# [SOLVED] Horizon t100 Treadmill won't start



## MegaYouri13

Hi all, 


I just bought and set up my Horizon t100 treadmill and it won't start. The lights are on on the console and the figures are indicating zeros. I have the safety key in place, and it just wont start. 

I have un-plugged and plugged; I have turned the on switch off; and have the safety key in place

T100 Treadmill from Horizon Fitness
What should I do?


----------



## MegaYouri13

*Re: Horizon t100 Treadmill won't start*

I really need help!


----------



## luvvgunn

*Re: Horizon t100 Treadmill won't start*

Hello, 
The problem could be a bad ground in the wall socket try moving it to another.
If you purchased it used, the probabilities are endless, it could be a short in the motor/wiring, the unit could have been stored in a damp environment causing corrosion to contacts within the motor windings..endless possibilities.
go to the company website and look a at the FAQs section. Maybe you are overlooking a safety cut out ie. unlevel/stable surfaces.

Are you using a extension cord by any chance?
If so it may not be rated for the amps needed to "start" the motor.


----------



## MegaYouri13

*Re: Horizon t100 Treadmill won't start*



luvvgunn said:


> Hello,
> The problem could be a bad ground in the wall socket try moving it to another.
> If you purchased it used, the probabilities are endless, it could be a short in the motor/wiring, the unit could have been stored in a damp environment causing corrosion to contacts within the motor windings..endless possibilities.
> go to the company website and look a at the FAQs section. Maybe you are overlooking a safety cut out ie. unlevel/stable surfaces.
> 
> Are you using a extension cord by any chance?
> If so it may not be rated for the amps needed to "start" the motor.

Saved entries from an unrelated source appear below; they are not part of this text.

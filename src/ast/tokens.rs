use std::fmt;

/// Quote character used to delimit a string literal.
#[derive(Debug, Clone, Copy, PartialEq, Eq)]
pub enum Quote {
    /// `"text"`, the only form accepted as a raw JSON string
    Double,
    /// `'text'`
    Single,
    /// `` `text` ``
    Back,
}

impl Quote {
    pub fn from_char(ch: char) -> Option<Quote> {
        match ch {
            '"' => Some(Quote::Double),
            '\'' => Some(Quote::Single),
            '`' => Some(Quote::Back),
            _ => None,
        }
    }

    pub fn as_char(self) -> char {
        match self {
            Quote::Double => '"',
            Quote::Single => '\'',
            Quote::Back => '`',
        }
    }
}

/// Kind of a lexical token, with its decoded payload where one exists.
#[derive(Debug, Clone, PartialEq)]
pub enum TokenKind {
    // Literals
    /// Numeric literal. The verbatim text lives in [`Token::raw`].
    ///
    /// # Examples
    /// ```text
    /// 42
    /// 78.91
    /// 1.5e-3
    /// ```
    Number,

    /// String literal with its escapes decoded
    ///
    /// # Examples
    /// ```text
    /// "prop1"
    /// 'prop2'
    /// `prop3`
    /// ```
    String { value: String, quote: Quote },

    /// `true` / `false`
    Boolean(bool),

    /// `null` or `nil`
    Null,

    // Names
    /// Bare name
    ///
    /// Must start with a letter or underscore, followed by letters, digits or underscores.
    Identifier(String),

    /// Named scope (`$name`)
    ///
    /// # Examples
    /// ```text
    /// $env
    /// $activity
    /// $loop
    /// ```
    Scope(String),

    /// Lone `$`, the default scope when followed by `.` or `[`
    Dollar,

    // Operators
    Plus,
    Minus,
    Star,
    Slash,
    Percent,
    EqEq,
    NotEq,
    Lt,
    LtEq,
    Gt,
    GtEq,
    AndAnd,
    OrOr,
    Exclamation,
    Question,
    Colon,

    // Delimiters
    LBrace,
    RBrace,
    LBracket,
    RBracket,
    LParen,
    RParen,
    Comma,
    Dot,

    /// End of input
    Eof,
}

impl TokenKind {
    /// Short human readable description, used in syntax errors.
    pub fn describe(&self) -> String {
        match self {
            TokenKind::Number => "number".to_string(),
            TokenKind::String { .. } => "string".to_string(),
            TokenKind::Boolean(b) => format!("'{}'", b),
            TokenKind::Null => "null".to_string(),
            TokenKind::Identifier(name) => format!("identifier '{}'", name),
            TokenKind::Scope(name) => format!("scope '${}'", name),
            TokenKind::Eof => "end of input".to_string(),
            other => format!("'{}'", other.symbol()),
        }
    }

    /// Source spelling of operator and delimiter tokens.
    pub fn symbol(&self) -> &'static str {
        match self {
            TokenKind::Dollar => "$",
            TokenKind::Plus => "+",
            TokenKind::Minus => "-",
            TokenKind::Star => "*",
            TokenKind::Slash => "/",
            TokenKind::Percent => "%",
            TokenKind::EqEq => "==",
            TokenKind::NotEq => "!=",
            TokenKind::Lt => "<",
            TokenKind::LtEq => "<=",
            TokenKind::Gt => ">",
            TokenKind::GtEq => ">=",
            TokenKind::AndAnd => "&&",
            TokenKind::OrOr => "||",
            TokenKind::Exclamation => "!",
            TokenKind::Question => "?",
            TokenKind::Colon => ":",
            TokenKind::LBrace => "{",
            TokenKind::RBrace => "}",
            TokenKind::LBracket => "[",
            TokenKind::RBracket => "]",
            TokenKind::LParen => "(",
            TokenKind::RParen => ")",
            TokenKind::Comma => ",",
            TokenKind::Dot => ".",
            _ => "",
        }
    }
}

/// A token together with the exact source text it was read from.
#[derive(Debug, Clone, PartialEq)]
pub struct Token {
    pub kind: TokenKind,
    /// Verbatim source text, including quotes for strings
    pub raw: String,
    /// Character offset of the first character of `raw`
    pub offset: usize,
}

impl Token {
    pub fn new(kind: TokenKind, raw: impl Into<String>, offset: usize) -> Self {
        Token {
            kind,
            raw: raw.into(),
            offset,
        }
    }

    /// Offset one past the last character of the token.
    pub fn end(&self) -> usize {
        self.offset + self.raw.chars().count()
    }
}

impl fmt::Display for Token {
    fn fmt(&self, f: &mut fmt::Formatter<'_>) -> fmt::Result {
        match &self.kind {
            TokenKind::Eof => write!(f, "{:>5}  Eof", self.offset),
            kind => write!(f, "{:>5}  {:<12} {}", self.offset, kind_name(kind), self.raw),
        }
    }
}

fn kind_name(kind: &TokenKind) -> &'static str {
    match kind {
        TokenKind::Number => "Number",
        TokenKind::String { .. } => "String",
        TokenKind::Boolean(_) => "Boolean",
        TokenKind::Null => "Null",
        TokenKind::Identifier(_) => "Identifier",
        TokenKind::Scope(_) => "Scope",
        TokenKind::Dollar => "Dollar",
        TokenKind::Eof => "Eof",
        TokenKind::LBrace
        | TokenKind::RBrace
        | TokenKind::LBracket
        | TokenKind::RBracket
        | TokenKind::LParen
        | TokenKind::RParen
        | TokenKind::Comma
        | TokenKind::Dot
        | TokenKind::Colon => "Punctuation",
        _ => "Operator",
    }
}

... You think the thing may be that it is on an un-even surface? I have it on a carpet, but that should not be a problem. 

I also have it put into the wall itself. Not in a surge protector. The company's website is a total waste of time. 

I will try to work with some of the things you have told me and try to sort it out as soon as possible.

Best, 

Youri


----------



## dai

*Re: Horizon t100 Treadmill won't start*

check if the motor has a reset button


----------



## luvvgunn

*Re: Horizon t100 Treadmill won't start*

Following along w/ Dai's suggestion of a motor reset switch,
looked around the website and found that they don't sell a replacement breaker switch like they do for many other models.
They do however sell replacement motor control boards. The Horizon Fitness e-Store - Motor Control Board - 1.75-2.0HP 

Also came across this tidbit of info in the customer reviews section, for that model: "When the workout is done the treadmill just stops. Then, you must hold down the Stop button to reset, go in manual setting to set up a walking speed to cool down." so maybe its still holding a program from before..worth a shot


----------



## MegaYouri13

*Re: Horizon t100 Treadmill won't start*



luvvgunn said:


> Following along w/ Dai's suggestion of a motor reset switch,
> looked around the website and found that they don't sell a replacement breaker switch like they do for many other models.
> They do however sell replacement motor control boards. The Horizon Fitness e-Store - Motor Control Board - 1.75-2.0HP
> 
> Also came across this tidbit of info in the customer reviews section, for that model: "When the workout is done the treadmill just stops. Then, you must hold down the Stop button to reset, go in manual setting to set up a walking speed to cool down." so maybe its still holding a program from before..worth a shot


Hi luvgun,

I called a hometown tech guy to take a look at it. Apparently, the magnetic switch in the console for the safety key was not plugged in. So, He had to take the console apart and then plug the safety key switch in. The manual said NOTHING about that. Nothing at all!!

The treadmill "works" now. But, it is not what I expected, quality wise. It's noisy (sounds like a 747 jet taking off) and it had a crack when they brought it to me. But, I have it now and will use it til it falls apart!!

Thanks!!

Youri


----------



## dai

glad you have it sorted


----------